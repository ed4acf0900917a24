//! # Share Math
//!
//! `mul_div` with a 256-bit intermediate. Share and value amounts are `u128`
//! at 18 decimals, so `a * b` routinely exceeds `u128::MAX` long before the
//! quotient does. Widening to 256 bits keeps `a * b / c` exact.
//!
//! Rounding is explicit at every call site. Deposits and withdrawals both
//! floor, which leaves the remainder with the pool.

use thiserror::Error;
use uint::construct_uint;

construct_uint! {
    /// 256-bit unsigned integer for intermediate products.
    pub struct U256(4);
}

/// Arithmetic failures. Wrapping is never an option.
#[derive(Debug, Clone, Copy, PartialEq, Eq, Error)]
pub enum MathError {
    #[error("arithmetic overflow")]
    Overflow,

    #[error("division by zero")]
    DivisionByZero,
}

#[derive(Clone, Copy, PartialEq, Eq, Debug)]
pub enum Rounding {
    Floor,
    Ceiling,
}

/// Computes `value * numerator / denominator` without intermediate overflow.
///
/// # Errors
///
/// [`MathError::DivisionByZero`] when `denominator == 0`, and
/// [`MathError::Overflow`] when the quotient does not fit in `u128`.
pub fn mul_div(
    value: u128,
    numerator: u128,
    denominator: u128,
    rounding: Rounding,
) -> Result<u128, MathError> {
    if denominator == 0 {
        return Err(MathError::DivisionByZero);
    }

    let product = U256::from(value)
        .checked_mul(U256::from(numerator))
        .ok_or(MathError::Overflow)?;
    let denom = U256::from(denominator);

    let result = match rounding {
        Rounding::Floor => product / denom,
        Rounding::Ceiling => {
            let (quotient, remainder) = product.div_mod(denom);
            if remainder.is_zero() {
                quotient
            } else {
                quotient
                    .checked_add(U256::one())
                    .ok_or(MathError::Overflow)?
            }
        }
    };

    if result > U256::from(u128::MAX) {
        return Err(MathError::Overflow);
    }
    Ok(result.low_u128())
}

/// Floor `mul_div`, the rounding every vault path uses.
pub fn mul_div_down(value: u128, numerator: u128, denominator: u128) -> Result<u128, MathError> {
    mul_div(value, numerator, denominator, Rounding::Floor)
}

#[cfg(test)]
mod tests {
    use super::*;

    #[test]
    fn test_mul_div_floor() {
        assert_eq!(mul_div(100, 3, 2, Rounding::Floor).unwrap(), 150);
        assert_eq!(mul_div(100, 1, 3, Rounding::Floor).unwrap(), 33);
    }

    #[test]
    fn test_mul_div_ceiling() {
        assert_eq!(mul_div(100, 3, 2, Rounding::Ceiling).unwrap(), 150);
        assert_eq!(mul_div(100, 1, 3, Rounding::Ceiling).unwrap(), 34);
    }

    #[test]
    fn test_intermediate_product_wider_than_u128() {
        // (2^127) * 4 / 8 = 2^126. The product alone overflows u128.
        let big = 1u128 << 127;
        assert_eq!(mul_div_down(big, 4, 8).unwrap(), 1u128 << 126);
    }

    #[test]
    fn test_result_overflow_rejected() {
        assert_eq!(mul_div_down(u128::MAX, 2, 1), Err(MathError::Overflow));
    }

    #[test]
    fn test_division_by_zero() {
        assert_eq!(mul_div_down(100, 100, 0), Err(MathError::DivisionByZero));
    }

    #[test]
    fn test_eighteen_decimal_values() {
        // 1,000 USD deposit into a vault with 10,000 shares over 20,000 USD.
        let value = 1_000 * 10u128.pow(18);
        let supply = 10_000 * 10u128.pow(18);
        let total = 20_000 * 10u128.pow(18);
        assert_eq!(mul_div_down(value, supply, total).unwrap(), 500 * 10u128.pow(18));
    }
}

-------------------------

* THE PROBLEM: Take the word "PartialEq" and find each line of the material that contains it. Copy those lines.

* RESULT:
#[derive(Debug, Clone, Copy, PartialEq, Eq, Error)]
#[derive(Clone, Copy, PartialEq, Eq, Debug)]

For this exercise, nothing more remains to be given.